Markets remained in the red from the get-go as sentiment remained fragile on concerns over rising COVID-19 cases and uncertainty over economic recovery.
Sensex plunged over 700 points while Nifty fell below 10,950 in the first one-and-a-half-hour of the session.
Around 12:14 hours, Sensex was 723.49 points, or 1.92 percent, down at 36,945 and Nifty was 213 points, or 1.91 percent, down at 10,919.
Midcaps and smallcaps underperformed the benchmarks as the BSE Midcap and Smallcap indices were down over 2 percent each at the time of writing this copy.
Among the sectoral indices, Realty, Metal, Consumer Durables, Auto, Industrials and Basic Materials cracked over 2 percent each on the BSE.
Here are the 5 factors that fuelled the sell-off in the market:
Weak global cues
Indian markets traded in sync with global cues. Shanghai Composite Index and Kospi fell about 2 percent while Nikkei fell 1 percent.

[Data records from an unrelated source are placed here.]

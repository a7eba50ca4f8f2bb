//! Render dispatch boundary
//!
//! The simulation never touches the GPU. Each frame it produces a
//! [`RenderFrame`]: camera matrices plus one [`Instance`] per live entity.
//! A [`RenderDispatcher`] turns that into draw calls.

pub mod instance;
pub mod lighting;

pub use instance::{EntityTag, Instance, colors};
pub use lighting::LightingUniform;

use crate::camera::{model_matrix, projection_matrix};
use crate::sim::{GameState, HazardKind};

/// Read-only snapshot of everything drawable this frame
#[derive(Debug, Clone)]
pub struct RenderFrame {
    pub view: [[f32; 4]; 4],
    pub projection: [[f32; 4]; 4],
    pub lighting: LightingUniform,
    pub instances: Vec<Instance>,
}

impl RenderFrame {
    /// Snapshot the state. Collected coins are left out.
    pub fn capture(state: &GameState, aspect: f32) -> Self {
        let view = state.camera.view_matrix(state.player.pos);
        let world = &state.world;

        let mut instances = Vec::with_capacity(1 + world.entity_count());
        instances.push(Instance::new(EntityTag::Player, model_matrix(state.player.pos, 0.0)));

        instances.extend(
            world
                .coins
                .iter()
                .filter(|c| c.active)
                .map(|c| Instance::new(EntityTag::Coin, model_matrix(c.pos, c.rotation))),
        );
        instances.extend(world.hazards().map(|h| {
            let tag = match h.kind {
                HazardKind::Obstacle => EntityTag::Obstacle,
                HazardKind::StaticBomb => EntityTag::StaticBomb,
                HazardKind::FallingBomb { .. } => EntityTag::FallingBomb,
            };
            Instance::new(tag, model_matrix(h.pos, h.rotation))
        }));

        Self {
            view: view.to_cols_array_2d(),
            projection: projection_matrix(aspect).to_cols_array_2d(),
            lighting: LightingUniform::from_model_view(view),
            instances,
        }
    }

    /// Instances as raw bytes for a GPU buffer
    pub fn instance_bytes(&self) -> &[u8] {
        bytemuck::cast_slice(&self.instances)
    }

    pub fn count(&self, tag: EntityTag) -> usize {
        self.instances.iter().filter(|i| i.tag == tag as u32).count()
    }
}

/// Consumer of per-frame snapshots (owns all GPU-resident state)
pub trait RenderDispatcher {
    fn dispatch(&mut self, frame: &RenderFrame);
}

/// Dispatcher that draws nothing (headless runs)
#[derive(Debug, Default)]
pub struct NullDispatcher {
    pub frames: u64,
}

impl RenderDispatcher for NullDispatcher {
    fn dispatch(&mut self, _frame: &RenderFrame) {
        self.frames += 1;
    }
}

Asian stocks opened lower on Thursday, tracking a sharply lower Wall Street session amid fresh concerns that the global economic recovery is running out of steam.
US stocks fell sharply after data showed business activity cooled off while uncertainty over fiscal stimulus raised concerns about the economy.
Surge in COVID cases
India has been consistently reporting the world’s highest daily COVID-19 infection cases.
So far, India has recorded 57,32,518 confirmed COVID-19 cases, including 91,149 deaths. Maharashtra, Andhra Pradesh and Tamil Nadu have reported the highest number of cases.
As per a report by Reuters, India’s coronavirus infections surged again on Wednesday, a day after falling to their lowest figure in almost a month.
Uncertainty over economic recovery
The uncertainty over economic recovery is weighing on investor sentiment. While many rating agencies have projected India’s growth to remain negative in FY21, the ambiguity over the extent of the fall is raising nervousness.
As per aBusiness Standard report, the finance ministry is not sure about its earlier estimates of a V-shaped economic recovery as people are spending less owing to extreme uncertainty induced by the pandemic.
Today is the last day of the September series of futures and options contracts and the market is witnessing sector and stock-specific volatility due to rollover of positions.
Experts are of the view that Thursday could be a volatile day amid September F&O expiry, and in case the index gets support from the financial space then there could be a possibility of a further bounce towards 11,300-11,400 levels.
The Nifty index formed a Bearish Belt Hold candle in the previous session.
For Thursday, crucial support is placed at 11,000-10,950, while resistance levels are placed in the range of 11250-11300 levels, suggest experts.
“On the higher side, 11,200 and 11,250 would be a major hurdle for the market. Recently, we saw a downtrend in the market mainly because of Financials. In case financial stocks start bouncing then the Nifty could even cross the level of 11300 and may rally to 11,450/11,500 levels,” Shrikant Chouhan, Executive Vice President, Equity Technical Research at Kotak Securities told .
“On Thursday, one needs to keep a close watch on the Bank Nifty as it has formed a perfect bullish hammer pattern after hitting the oversold level and it could turn the sentiment bullish above the level of 21500,” he said.